"A level of violence unseen since the darkest days of the Troubles." "An orgy of aggression unparalled in recent memory." The headlines this week have been as depressingly predictable as the spiralling (and still continuing) scenes of open loyalist fury they attempt to describe.
A scenario that some of us thought we would never have to live through again has been unfolding this weekend throughout loyalist enclaves.
Burnt out cars, blockades, attacks on nationalist areas all nightmare scenarios from what many thought was a bygone age.
On Monday, as workers and shoppers hurried to get home for fear of being caught up in even more loyalist violence, phone lines were temporarily jammed through panicked overuse and even cash machines had not been replenished. Those old enough to remember the impact of the Ulster Workers' Strike would have been struck with a certain dreadful sense of deja vu.

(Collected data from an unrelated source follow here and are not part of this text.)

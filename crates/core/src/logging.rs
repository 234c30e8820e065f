//! Système de logging pour le pipeline de propension

use tracing_subscriber::{fmt, EnvFilter};

/// Initialise le système de logging
///
/// `RUST_LOG` est prioritaire; sinon `default_level` est utilisé.
/// Un second appel est ignoré.
pub fn init_logging(default_level: &str) {
    let filter = EnvFilter::try_from_default_env().unwrap_or_else(|_| EnvFilter::new(default_level));

    let _ = fmt()
        .with_env_filter(filter)
        .with_target(false)
        .with_writer(std::io::stderr)
        .try_init();
}

/// Macro pour le logging des étapes du pipeline
#[macro_export]
macro_rules! log_operation {
    ($name:expr, $block:block) => {{
        let span = tracing::span!(tracing::Level::INFO, $name);
        let _enter = span.enter();
        tracing::info!("Début de l'opération: {}", $name);
        let result = $block;
        tracing::info!("Fin de l'opération: {}", $name);
        result
    }};
}

/// Macro pour le logging des erreurs
#[macro_export]
macro_rules! log_error {
    ($error:expr) => {{
        let error = $error;
        tracing::error!("Erreur: {}", error);
        error
    }};
}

But should we really be so surprised? As the UPRG's Colin Halliday says in this week's paper, this has been a long time coming the unionist community has been simmering over with resentment for a long time now and, it is argued, the NIO decision on that "innocent wee march" down Whiterock was the final straw.
This all may be true (and historically, unionism at its most vulnerable likes nothing better than to flex its considerable muscle to reaffirm its position) but is not the full story.
Fuelled by the aggrieved utterances of that old Machiavelli, Paisley, and the feeling of being left behind by the peace process, there is a genuine, if misguided feeling among working class Protestants that they have been forgotten or abandoned by the British government.
The irony of the massive escalation of loyalist violence following the IRA's historic July declaration must surely not be lost on those running the show.
The almost comical lengths to which the NIO will go to bury their heads over sustained loyalist paramilitary violence can surely not go on indefinitely, which leaves us all at a very dangerous crossroads.
As loyalist spokesperson Colin Halliday also warned the South Belfast News this week, any attempts by Secretary of State Peter Hain to review the state of the loyalist ceasefire could spell grave trouble for the future of peace in the North of Ireland.